**YOUR OBJECTIVE**
Copy out each line of the data below in which the string "signing" appears.

DATA SECTION section start

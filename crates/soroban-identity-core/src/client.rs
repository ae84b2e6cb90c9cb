/// Stellar RPC client for account lookup, simulation and submission
use crate::config::BridgeConfig;
use crate::types::{AccountSnapshot, LatestLedger, SendTransactionResponse, SimulateResponse};
use async_trait::async_trait;
use base64::Engine;
use serde_json::json;
use std::str::FromStr;
use std::time::Duration;
use stellar_xdr::curr::{
    AccountId, LedgerEntryData, LedgerKey, LedgerKeyAccount, Limits, ReadXdr, TransactionEnvelope, WriteXdr,
};
use thiserror::Error;
use tracing::{debug, warn};

#[derive(Error, Debug, Clone, PartialEq)]
pub enum RpcError {
    #[error("HTTP request failed: {0}")]
    RequestFailed(String),
    #[error("RPC returned error: {0}")]
    Rpc(String),
    #[error("Invalid response format: {0}")]
    InvalidResponse(String),
    #[error("Not found: {0}")]
    NotFound(String),
    #[error("Network timeout")]
    Timeout,
}

/// The three ledger calls the registry pipelines depend on
#[async_trait]
pub trait LedgerRpc: Send + Sync {
    /// Current sequence number of an account
    async fn lookup_account(&self, account_id: &str) -> Result<AccountSnapshot, RpcError>;

    /// Dry-run a transaction against current ledger state
    async fn simulate(&self, envelope: &TransactionEnvelope) -> Result<SimulateResponse, RpcError>;

    /// Hand a signed envelope to the network
    async fn submit(&self, envelope: &TransactionEnvelope) -> Result<SendTransactionResponse, RpcError>;
}

/// Client for communicating with Stellar RPC
#[derive(Debug, Clone)]
pub struct StellarRpcClient {
    pub endpoint: String,
    client: reqwest::Client,
    max_retries: u32,
}

impl StellarRpcClient {
    /// Create a new RPC client with the given endpoint
    pub fn new(endpoint: &str) -> Self {
        Self::with_timeout(endpoint, Duration::from_secs(30))
    }

    pub fn with_timeout(endpoint: &str, timeout: Duration) -> Self {
        let client = reqwest::Client::builder()
            .timeout(timeout)
            .build()
            .unwrap_or_default();

        Self {
            endpoint: endpoint.to_string(),
            client,
            max_retries: 3,
        }
    }

    pub fn from_config(config: &BridgeConfig) -> Self {
        Self::with_timeout(&config.rpc_endpoint, Duration::from_secs(config.request_timeout_secs))
    }

    /// Disable transport retries on the status helpers
    pub fn without_retry(mut self) -> Self {
        self.max_retries = 0;
        self
    }

    /// Get the latest ledger known to the endpoint
    pub async fn get_latest_ledger(&self) -> Result<LatestLedger, RpcError> {
        let value = self.jsonrpc_call("getLatestLedger", json!({}), self.max_retries).await?;
        serde_json::from_value(value)
            .map_err(|e| RpcError::InvalidResponse(format!("Failed to parse getLatestLedger response: {}", e)))
    }

    /// Endpoint health status, e.g. "healthy"
    pub async fn get_health(&self) -> Result<String, RpcError> {
        let value = self.jsonrpc_call("getHealth", json!({}), self.max_retries).await?;
        value
            .get("status")
            .and_then(|v| v.as_str())
            .map(|s| s.to_string())
            .ok_or_else(|| RpcError::InvalidResponse("Missing status in getHealth response".to_string()))
    }

    /// Internal JSON-RPC 2.0 call. Only transport failures are retried.
    async fn jsonrpc_call(
        &self,
        method: &str,
        params: serde_json::Value,
        max_retries: u32,
    ) -> Result<serde_json::Value, RpcError> {
        let request_body = json!({
            "jsonrpc": "2.0",
            "id": 1,
            "method": method,
            "params": if params.is_null() { json!({}) } else { params }
        });

        let mut retries = 0u32;

        loop {
            debug!(method, attempt = retries + 1, "Sending JSON-RPC request");

            match self
                .client
                .post(&self.endpoint)
                .header("Content-Type", "application/json")
                .json(&request_body)
                .send()
                .await
            {
                Ok(response) => {
                    if !response.status().is_success() {
                        return Err(RpcError::RequestFailed(format!(
                            "HTTP {}: {}",
                            response.status(),
                            response.text().await.unwrap_or_default()
                        )));
                    }

                    let result = response
                        .json::<serde_json::Value>()
                        .await
                        .map_err(|e| RpcError::InvalidResponse(e.to_string()))?;

                    if let Some(error) = result.get("error") {
                        let message = error
                            .get("message")
                            .and_then(|m| m.as_str())
                            .map(|m| m.to_string())
                            .unwrap_or_else(|| error.to_string());
                        return Err(RpcError::Rpc(message));
                    }

                    return result
                        .get("result")
                        .cloned()
                        .ok_or_else(|| RpcError::InvalidResponse("No result in RPC response".to_string()));
                }
                Err(e) if retries < max_retries => {
                    retries += 1;
                    let backoff = Duration::from_millis(100 * 2_u64.pow(retries - 1));
                    warn!(method, attempt = retries, error = %e, "RPC transport failure, backing off");
                    tokio::time::sleep(backoff).await;
                }
                Err(e) if e.is_timeout() => return Err(RpcError::Timeout),
                Err(e) => return Err(RpcError::RequestFailed(e.to_string())),
            }
        }
    }
}

#[async_trait]
impl LedgerRpc for StellarRpcClient {
    async fn lookup_account(&self, account_id: &str) -> Result<AccountSnapshot, RpcError> {
        let account = AccountId::from_str(account_id)
            .map_err(|e| RpcError::InvalidResponse(format!("Invalid account id {}: {}", account_id, e)))?;
        let key = LedgerKey::Account(LedgerKeyAccount { account_id: account });

        let value = self
            .jsonrpc_call("getLedgerEntries", json!({ "keys": [xdr_base64(&key)?] }), 0)
            .await?;

        let entry_xdr = value
            .get("entries")
            .and_then(|v| v.as_array())
            .and_then(|entries| entries.first())
            .and_then(|entry| entry.get("xdr"))
            .and_then(|xdr| xdr.as_str())
            .ok_or_else(|| RpcError::NotFound(format!("Account {} does not exist", account_id)))?;

        let bytes = base64::engine::general_purpose::STANDARD
            .decode(entry_xdr)
            .map_err(|e| RpcError::InvalidResponse(format!("Failed to decode base64 XDR: {}", e)))?;

        match LedgerEntryData::from_xdr(bytes, Limits::none()) {
            Ok(LedgerEntryData::Account(entry)) => Ok(AccountSnapshot {
                account_id: account_id.to_string(),
                sequence: entry.seq_num.0,
            }),
            Ok(other) => Err(RpcError::InvalidResponse(format!(
                "Expected an account entry, got {}",
                other.name()
            ))),
            Err(e) => Err(RpcError::InvalidResponse(format!("Failed to parse XDR: {}", e))),
        }
    }

    async fn simulate(&self, envelope: &TransactionEnvelope) -> Result<SimulateResponse, RpcError> {
        let value = self
            .jsonrpc_call("simulateTransaction", json!({ "transaction": xdr_base64(envelope)? }), 0)
            .await?;

        serde_json::from_value(value)
            .map_err(|e| RpcError::InvalidResponse(format!("Failed to parse simulateTransaction response: {}", e)))
    }

    async fn submit(&self, envelope: &TransactionEnvelope) -> Result<SendTransactionResponse, RpcError> {
        let value = self
            .jsonrpc_call("sendTransaction", json!({ "transaction": xdr_base64(envelope)? }), 0)
            .await?;

        serde_json::from_value(value)
            .map_err(|e| RpcError::InvalidResponse(format!("Failed to parse sendTransaction response: {}", e)))
    }
}

fn xdr_base64<T: WriteXdr>(value: &T) -> Result<String, RpcError> {
    let bytes = value
        .to_xdr(Limits::none())
        .map_err(|e| RpcError::InvalidResponse(format!("Failed to encode XDR: {}", e)))?;
    Ok(base64::engine::general_purpose::STANDARD.encode(bytes))
}
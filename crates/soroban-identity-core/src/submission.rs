/// Submission of signed envelopes and reporting of the network's answer
use crate::client::LedgerRpc;
use crate::error::BridgeError;
use crate::signing::SignedEnvelope;
use crate::types::{SendStatus, SubmissionReceipt};
use tracing::{info, warn};

/// Send a signed envelope once.
///
/// Succeeds as soon as the network acknowledges receipt (`PENDING` or
/// `DUPLICATE`); inclusion in a ledger is not awaited.
pub async fn submit<R: LedgerRpc + ?Sized>(
    rpc: &R,
    signed: &SignedEnvelope,
) -> Result<SubmissionReceipt, BridgeError> {
    let response = rpc
        .submit(signed.envelope())
        .await
        .map_err(|e| BridgeError::SubmissionFailed {
            status: "TRANSPORT".to_string(),
            detail: e.to_string(),
        })?;

    match response.status {
        SendStatus::Pending | SendStatus::Duplicate => {
            info!(
                hash = %response.hash,
                status = %response.status,
                latest_ledger = response.latest_ledger,
                "Transaction submitted"
            );
            Ok(SubmissionReceipt {
                hash: response.hash,
                status: response.status,
                latest_ledger: response.latest_ledger,
            })
        }
        SendStatus::TryAgainLater | SendStatus::Error => {
            warn!(hash = %response.hash, status = %response.status, "Network rejected transaction");
            Err(BridgeError::SubmissionFailed {
                status: response.status.to_string(),
                detail: response
                    .error_result_xdr
                    .unwrap_or_else(|| format!("transaction {} not accepted", response.hash)),
            })
        }
    }
}
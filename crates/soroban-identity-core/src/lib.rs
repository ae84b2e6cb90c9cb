//! soroban-identity-core — client bridge to the identity registry contract
//!
//! Builds, simulates, hands off for signing and submits contract invocations,
//! and decodes the contract's typed return values into plain literals.

pub mod builder;
pub mod client;
pub mod codec;
pub mod config;
pub mod error;
pub mod identity;
pub mod registry;
pub mod signing;
pub mod simulation;
pub mod submission;
pub mod types;

pub use builder::{ContractArg, TransactionBuilder, UnsignedTransaction};
pub use client::{LedgerRpc, RpcError, StellarRpcClient};
pub use codec::{decode, decode_base64, decode_xdr, encode, CodecError};
pub use config::{BridgeConfig, ConfigError, Network};
pub use error::{BridgeError, PipelineError, Stage};
pub use identity::{IdentityLookup, IdentityRecord, IdentityRegistration};
pub use registry::IdentityRegistryClient;
pub use signing::{HttpSigningAgent, NoSigningAgent, SignedEnvelope, SigningAgent, SigningError};
pub use simulation::{PreparedTransaction, Simulator};
pub use types::*;
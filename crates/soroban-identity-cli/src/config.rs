use anyhow::{Context, Result};
use serde::Deserialize;
use soroban_identity_core::{BridgeConfig, Network};
use std::fs;
use std::path::{Path, PathBuf};

/// Values read from `~/.soroban-identity.toml`
#[derive(Debug, Deserialize, Default, PartialEq, Eq)]
pub struct ConfigFile {
    pub network: Option<String>,
    pub rpc_url: Option<String>,
    pub contract_id: Option<String>,
    pub source: Option<String>,
    pub signer_url: Option<String>,
}

/// Command-line flags, already merged with their environment variables by clap
#[derive(Debug, Default, Clone)]
pub struct Overrides {
    pub network: Option<String>,
    pub rpc_url: Option<String>,
    pub network_passphrase: Option<String>,
    pub contract_id: Option<String>,
    pub source: Option<String>,
    pub signer_url: Option<String>,
    pub base_fee: Option<u32>,
    pub timeout_secs: Option<u64>,
}

#[derive(Debug, Clone)]
pub struct Settings {
    pub bridge: BridgeConfig,
    pub source: Option<String>,
    pub signer_url: Option<String>,
}

impl Settings {
    pub fn require_source(&self) -> Result<&str> {
        self.source
            .as_deref()
            .context("No source account configured. Pass --source, set STELLAR_SOURCE_ACCOUNT or add `source` to ~/.soroban-identity.toml")
    }
}

pub fn resolve(overrides: Overrides) -> Result<Settings> {
    let file = match config_file_path() {
        Some(path) if path.exists() => load_config_file(&path)?,
        _ => ConfigFile::default(),
    };
    resolve_with(overrides, file)
}

fn resolve_with(overrides: Overrides, file: ConfigFile) -> Result<Settings> {
    // 1. flag / env  2. config file  3. default
    let network = match overrides.network.or(file.network) {
        Some(name) => name.parse::<Network>()?,
        None => Network::Testnet,
    };

    let mut bridge = BridgeConfig::for_network(network);
    if let Some(url) = overrides.rpc_url.or(file.rpc_url) {
        bridge.rpc_endpoint = url;
    }
    if let Some(passphrase) = overrides.network_passphrase {
        bridge.network_passphrase = passphrase;
    }
    if let Some(contract_id) = overrides.contract_id.or(file.contract_id) {
        bridge.contract_id = contract_id;
    }
    if let Some(fee) = overrides.base_fee {
        bridge.base_fee = fee;
    }
    if let Some(timeout) = overrides.timeout_secs {
        bridge.timeout_secs = timeout;
    }
    bridge.validate()?;

    Ok(Settings {
        bridge,
        source: overrides.source.or(file.source),
        signer_url: overrides.signer_url.or(file.signer_url),
    })
}

fn load_config_file(path: &Path) -> Result<ConfigFile> {
    let content =
        fs::read_to_string(path).with_context(|| format!("Failed to read config file at {:?}", path))?;
    toml::from_str(&content).with_context(|| format!("Failed to parse config file at {:?}", path))
}

fn config_file_path() -> Option<PathBuf> {
    dirs::home_dir().map(|mut p| {
        p.push(".soroban-identity.toml");
        p
    })
}
mod commands;
mod config;

use anyhow::Result;
use clap::{Parser, Subcommand};
use std::path::PathBuf;
use std::process::ExitCode;
use tracing_subscriber::layer::SubscriberExt;
use tracing_subscriber::util::SubscriberInitExt;

#[derive(Parser)]
#[command(name = "soroban-identity")]
#[command(about = "Register, verify and look up identities in the Soroban identity registry", long_about = None)]
#[command(version)]
struct Cli {
    /// Stellar network (mainnet, testnet, futurenet)
    #[arg(long, global = true, env = "STELLAR_NETWORK")]
    network: Option<String>,

    /// Soroban RPC endpoint
    #[arg(long, global = true, env = "STELLAR_RPC_URL")]
    rpc_url: Option<String>,

    /// Override the network passphrase
    #[arg(long, global = true, env = "STELLAR_NETWORK_PASSPHRASE", hide = true)]
    network_passphrase: Option<String>,

    /// Identity registry contract id
    #[arg(long, global = true, env = "IDENTITY_CONTRACT_ID")]
    contract_id: Option<String>,

    /// Account that invokes the contract (G...)
    #[arg(long, global = true, env = "STELLAR_SOURCE_ACCOUNT")]
    source: Option<String>,

    /// Wallet signing endpoint; without one every write is declined
    #[arg(long, global = true, env = "SIGNER_URL")]
    signer_url: Option<String>,

    /// Base inclusion fee in stroops
    #[arg(long, global = true, env = "TX_BASE_FEE", hide = true)]
    base_fee: Option<u32>,

    /// Transaction time-to-live in seconds
    #[arg(long, global = true, env = "TX_TIMEOUT_SECS", hide = true)]
    timeout: Option<u64>,

    /// Print machine-readable JSON
    #[arg(long, global = true)]
    json: bool,

    #[command(subcommand)]
    command: Commands,
}

#[derive(Subcommand)]
enum Commands {
    /// Register an identity for the source account
    Register {
        #[arg(long)]
        name: String,

        /// Country code, e.g. MX
        #[arg(long)]
        country: String,

        /// Document type, e.g. passport or selfie
        #[arg(long)]
        doc_type: String,

        /// Precomputed document hash
        #[arg(long, conflicts_with = "doc_file", required_unless_present = "doc_file")]
        doc_hash: Option<String>,

        /// Document to fingerprint with SHA-256
        #[arg(long)]
        doc_file: Option<PathBuf>,
    },

    /// Mark an address's identity as verified
    Verify {
        /// Address whose identity is verified
        address: String,
    },

    /// Show the identity registered for an address
    Get {
        /// Defaults to the source account
        address: Option<String>,
    },

    /// Show RPC health and the latest ledger
    Status,
}

#[tokio::main]
async fn main() -> ExitCode {
    tracing_subscriber::registry()
        .with(
            tracing_subscriber::EnvFilter::try_from_default_env()
                .unwrap_or_else(|_| "soroban_identity=info".into()),
        )
        .with(tracing_subscriber::fmt::layer().with_writer(std::io::stderr))
        .init();

    let cli = Cli::parse();
    let as_json = cli.json;

    match run(cli).await {
        Ok(()) => ExitCode::SUCCESS,
        Err(err) => {
            commands::report_failure(&err, as_json);
            ExitCode::FAILURE
        }
    }
}

async fn run(cli: Cli) -> Result<()> {
    let settings = config::resolve(config::Overrides {
        network: cli.network,
        rpc_url: cli.rpc_url,
        network_passphrase: cli.network_passphrase,
        contract_id: cli.contract_id,
        source: cli.source,
        signer_url: cli.signer_url,
        base_fee: cli.base_fee,
        timeout_secs: cli.timeout,
    })?;

    match cli.command {
        Commands::Register {
            name,
            country,
            doc_type,
            doc_hash,
            doc_file,
        } => {
            commands::register(
                &settings,
                &name,
                &country,
                &doc_type,
                doc_hash.as_deref(),
                doc_file.as_deref(),
                cli.json,
            )
            .await?;
        }
        Commands::Verify { address } => {
            commands::verify(&settings, &address, cli.json).await?;
        }
        Commands::Get { address } => {
            commands::get(&settings, address.as_deref(), cli.json).await?;
        }
        Commands::Status => {
            commands::status(&settings, cli.json).await?;
        }
    }
    Ok(())
}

DATA SECTION section end

**RESPONSE AREA**
use crate::signing::SignedEnvelope;
//! Builds, simulates, hands off for signing and submits contract invocations,
pub mod signing;
pub use signing::{HttpSigningAgent, NoSigningAgent, SignedEnvelope, SigningAgent, SigningError};
    /// Wallet signing endpoint; without one every write is declined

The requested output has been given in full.